Utilizing a Data Vault architecture allows companies to build a scalable data platform that provides durability and accelerates business value.
What is a Data Vault?
After trying and failing to implement a large-scale data warehouse with existing architectures, Dan Linstedt and his team at Lockheed Martin created the Data Vault methodology in the early ’90s to address the challenges they had faced.
At its core, Data Vault is a complete system that provides a methodology, architecture, and model to successfully and efficiently implement a highly business-focused data warehouse. There are many ways these various components can be utilized and implemented, however, it’s important to stick to and follow the standard recommendations of the Data Vault system when building a Data Vault. Projects can quickly become unsuccessful if the standards are not followed.

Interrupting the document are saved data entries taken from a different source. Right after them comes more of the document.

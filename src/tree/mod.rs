//! Positional YAML tree.
//!
//! This module owns the in-memory representation of a parsed document: an
//! arena of nodes addressed by stable [`NodeId`] handles. Handles stay valid
//! across in-place mutation (inserting a mapping key, deleting an entry,
//! appending a sequence element), which is what lets the fix framework splice
//! repaired subtrees into a live tree without invalidating sibling handles
//! held elsewhere.
//!
//! - [`load`] - conversion from `marked-yaml` parse output
//! - [`emit`] - block-style serialization of a (possibly mutated) tree
//! - [`path`] - JSON-Pointer style paths used as durable node addresses
//! - [`span`] - 1-indexed source positions

pub mod emit;
pub mod load;
pub mod path;
pub mod span;

pub use path::{NodePath, PathSegment};
pub use span::Span;

/// Stable handle to a node in a [`YamlTree`].
#[derive(Debug, Clone, Copy, PartialEq, Eq, Hash, PartialOrd, Ord)]
pub struct NodeId(pub(crate) usize);

/// One key/value pair in a mapping. The key is itself a scalar node so
/// diagnostics can point at key positions.
#[derive(Debug, Clone, Copy, PartialEq, Eq)]
pub struct MappingEntry {
    pub key: NodeId,
    pub value: NodeId,
}

/// The three YAML construct kinds.
#[derive(Debug, Clone, PartialEq, Eq)]
pub enum NodeKind {
    Scalar(String),
    Sequence(Vec<NodeId>),
    Mapping(Vec<MappingEntry>),
}

#[derive(Debug, Clone)]
struct NodeData {
    kind: NodeKind,
    span: Span,
}

/// Arena-backed positional tree for one document.
///
/// Nodes are never deallocated during a lint run; removal detaches a node
/// from its parent but leaves its handle resolvable, so index entries built
/// before a fix keep pointing at real data.
#[derive(Debug, Clone)]
pub struct YamlTree {
    nodes: Vec<NodeData>,
    root: NodeId,
}

impl YamlTree {
    /// Create a tree whose root is an empty mapping.
    pub fn new() -> Self {
        Self {
            nodes: vec![NodeData {
                kind: NodeKind::Mapping(Vec::new()),
                span: Span::synthetic(),
            }],
            root: NodeId(0),
        }
    }

    pub fn root(&self) -> NodeId {
        self.root
    }

    pub(crate) fn set_root(&mut self, root: NodeId) {
        self.root = root;
    }

    pub(crate) fn push_node(&mut self, kind: NodeKind, span: Span) -> NodeId {
        let id = NodeId(self.nodes.len());
        self.nodes.push(NodeData { kind, span });
        id
    }

    /// Number of nodes in the arena (detached nodes included).
    pub fn len(&self) -> usize {
        self.nodes.len()
    }

    pub fn is_empty(&self) -> bool {
        self.nodes.is_empty()
    }

    pub fn kind(&self, id: NodeId) -> &NodeKind {
        &self.nodes[id.0].kind
    }

    pub fn span(&self, id: NodeId) -> Span {
        self.nodes[id.0].span
    }

    // --- Construction (synthetic nodes created by fixes) ---

    pub fn new_scalar(&mut self, value: impl Into<String>) -> NodeId {
        self.push_node(NodeKind::Scalar(value.into()), Span::synthetic())
    }

    pub fn new_mapping(&mut self) -> NodeId {
        self.push_node(NodeKind::Mapping(Vec::new()), Span::synthetic())
    }

    pub fn new_sequence(&mut self) -> NodeId {
        self.push_node(NodeKind::Sequence(Vec::new()), Span::synthetic())
    }

    // --- Reads ---

    pub fn scalar_str(&self, id: NodeId) -> Option<&str> {
        match self.kind(id) {
            NodeKind::Scalar(s) => Some(s.as_str()),
            _ => None,
        }
    }

    /// Mapping entries in document order; empty for non-mappings.
    pub fn mapping_entries(&self, id: NodeId) -> &[MappingEntry] {
        match self.kind(id) {
            NodeKind::Mapping(entries) => entries,
            _ => &[],
        }
    }

    /// Sequence items in document order; empty for non-sequences.
    pub fn sequence_items(&self, id: NodeId) -> &[NodeId] {
        match self.kind(id) {
            NodeKind::Sequence(items) => items,
            _ => &[],
        }
    }

    /// Look up a mapping entry's value by key text.
    pub fn get(&self, mapping: NodeId, key: &str) -> Option<NodeId> {
        self.mapping_entries(mapping)
            .iter()
            .find(|e| self.scalar_str(e.key) == Some(key))
            .map(|e| e.value)
    }

    /// Look up a mapping entry's key node by key text.
    pub fn key_node(&self, mapping: NodeId, key: &str) -> Option<NodeId> {
        self.mapping_entries(mapping)
            .iter()
            .find(|e| self.scalar_str(e.key) == Some(key))
            .map(|e| e.key)
    }

    pub fn contains_key(&self, mapping: NodeId, key: &str) -> bool {
        self.get(mapping, key).is_some()
    }

    /// `get` followed by a scalar read.
    pub fn get_str(&self, mapping: NodeId, key: &str) -> Option<&str> {
        self.get(mapping, key).and_then(|id| self.scalar_str(id))
    }

    /// Resolve a [`NodePath`] from the root.
    pub fn node_at(&self, path: &NodePath) -> Option<NodeId> {
        path.resolve(self)
    }

    // --- Mutation ---

    /// Insert a key/value entry at the end of a mapping.
    ///
    /// Returns `false` without touching the tree when the key already exists
    /// or the target is not a mapping; fixes rely on this for idempotency.
    pub fn insert_entry(&mut self, mapping: NodeId, key: &str, value: NodeId) -> bool {
        if self.contains_key(mapping, key) {
            return false;
        }
        let key_id = self.push_node(NodeKind::Scalar(key.to_string()), Span::synthetic());
        match &mut self.nodes[mapping.0].kind {
            NodeKind::Mapping(entries) => {
                entries.push(MappingEntry {
                    key: key_id,
                    value,
                });
                true
            }
            _ => false,
        }
    }

    /// Remove a mapping entry by key, returning the detached value node.
    pub fn remove_entry(&mut self, mapping: NodeId, key: &str) -> Option<NodeId> {
        let pos = self
            .mapping_entries(mapping)
            .iter()
            .position(|e| self.scalar_str(e.key) == Some(key))?;
        match &mut self.nodes[mapping.0].kind {
            NodeKind::Mapping(entries) => Some(entries.remove(pos).value),
            _ => None,
        }
    }

    /// Append an element to a sequence. Returns `false` if not a sequence.
    pub fn push_element(&mut self, sequence: NodeId, value: NodeId) -> bool {
        match &mut self.nodes[sequence.0].kind {
            NodeKind::Sequence(items) => {
                items.push(value);
                true
            }
            _ => false,
        }
    }

    /// Replace a scalar's text in place.
    pub fn set_scalar(&mut self, id: NodeId, value: impl Into<String>) -> bool {
        match &mut self.nodes[id.0].kind {
            NodeKind::Scalar(s) => {
                *s = value.into();
                true
            }
            _ => false,
        }
    }

    /// Replace a sequence's item order. Intended for reorders of the
    /// sequence's own items; callers pass a permutation.
    pub fn set_sequence_items(&mut self, sequence: NodeId, items: Vec<NodeId>) -> bool {
        match &mut self.nodes[sequence.0].kind {
            NodeKind::Sequence(existing) => {
                *existing = items;
                true
            }
            _ => false,
        }
    }
}

impl Default for YamlTree {
    fn default() -> Self {
        Self::new()
    }
}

Pros and Cons of Using a Data Vault
Let’s take a closer look at a few of the reasons why we would want to design a data lake using Data Vault — and some of the potential drawbacks to consider.
- Insert only architecture
- Historical record tracking
- Keeps all data; the good and the bad
- Provides auditability
- Can be built incrementally
- Adaptable to changes without re-engineering
- Model enables data loads with a high degree of parallelism
- Technology agnostic
- Fault-tolerant ingestion pipelines
- Models can be more complex
- Teams need additional training to know how to correctly implement a Data Vault
- Amount of storage needed to maintain complete history
- Data isn’t immediately user-ready when it’s ingested into the Data Vault (business vault and information marts need to be created to provide value to the business)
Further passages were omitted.